INSTRUCTIONS TO FOLLOW. Begin at the line below that has "Stage a value relative to the base path." and stop after the line that has "deeper base path.". Please restate only those lines, word for word.

EXTRACTED RECORDS.
____________
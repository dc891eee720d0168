//! Transparent accessor facade rooted at a base path.
//!
//! A `Scope` forwards reads and writes to the store's `get`/`set` with its
//! base path joined in, so external code can treat a nested sub-object as
//! if it were the store itself. It stays a thin adapter outside the core.

use crate::store::Changeset;
use crate::validate::Validation;
use crate::Path;
use serde_json::Value;

/// A view of a changeset rooted at a base path.
///
/// # Examples
///
/// ```
/// use scrim_changeset::changeset;
/// use serde_json::json;
///
/// # #[tokio::main(flavor = "current_thread")]
/// # async fn main() -> scrim_changeset::ChangesetResult<()> {
/// let mut cs = changeset(json!({"user": {"name": "A", "email": "a@x.com"}}))?;
/// let mut user = cs.scope("user");
/// user.set("name", json!("B")).await;
/// assert_eq!(user.get("name"), Some(json!("B")));
/// assert_eq!(user.get("email"), Some(json!("a@x.com")));
/// # Ok(())
/// # }
/// ```
pub struct Scope<'a> {
    store: &'a mut Changeset,
    base: Path,
}

impl<'a> Scope<'a> {
    pub(crate) fn new(store: &'a mut Changeset, base: Path) -> Self {
        Self { store, base }
    }

    /// The base path of this scope.
    #[inline]
    pub fn base(&self) -> &Path {
        &self.base
    }

    /// Read a value relative to the base path.
    ///
    /// The empty path reads the base itself.
    pub fn get(&self, path: impl Into<Path>) -> Option<Value> {
        self.store.get(self.base.join(&path.into()))
    }

    /// Stage a value relative to the base path.
    pub async fn set(&mut self, path: impl Into<Path>, value: impl Into<Value>) -> Validation {
        self.store.set(self.base.join(&path.into()), value).await
    }

    /// Narrow this scope to a deeper base path.
    pub fn scope(&mut self, path: impl Into<Path>) -> Scope<'_> {
        let base = self.base.join(&path.into());
        Scope {
            store: &mut *self.store,
            base,
        }
    }
}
____________
THE ANSWER.
    /// Stage a value relative to the base path.
    pub async fn set(&mut self, path: impl Into<Path>, value: impl Into<Value>) -> Validation {
        self.store.set(self.base.join(&path.into()), value).await
    }

    /// Narrow this scope to a deeper base path.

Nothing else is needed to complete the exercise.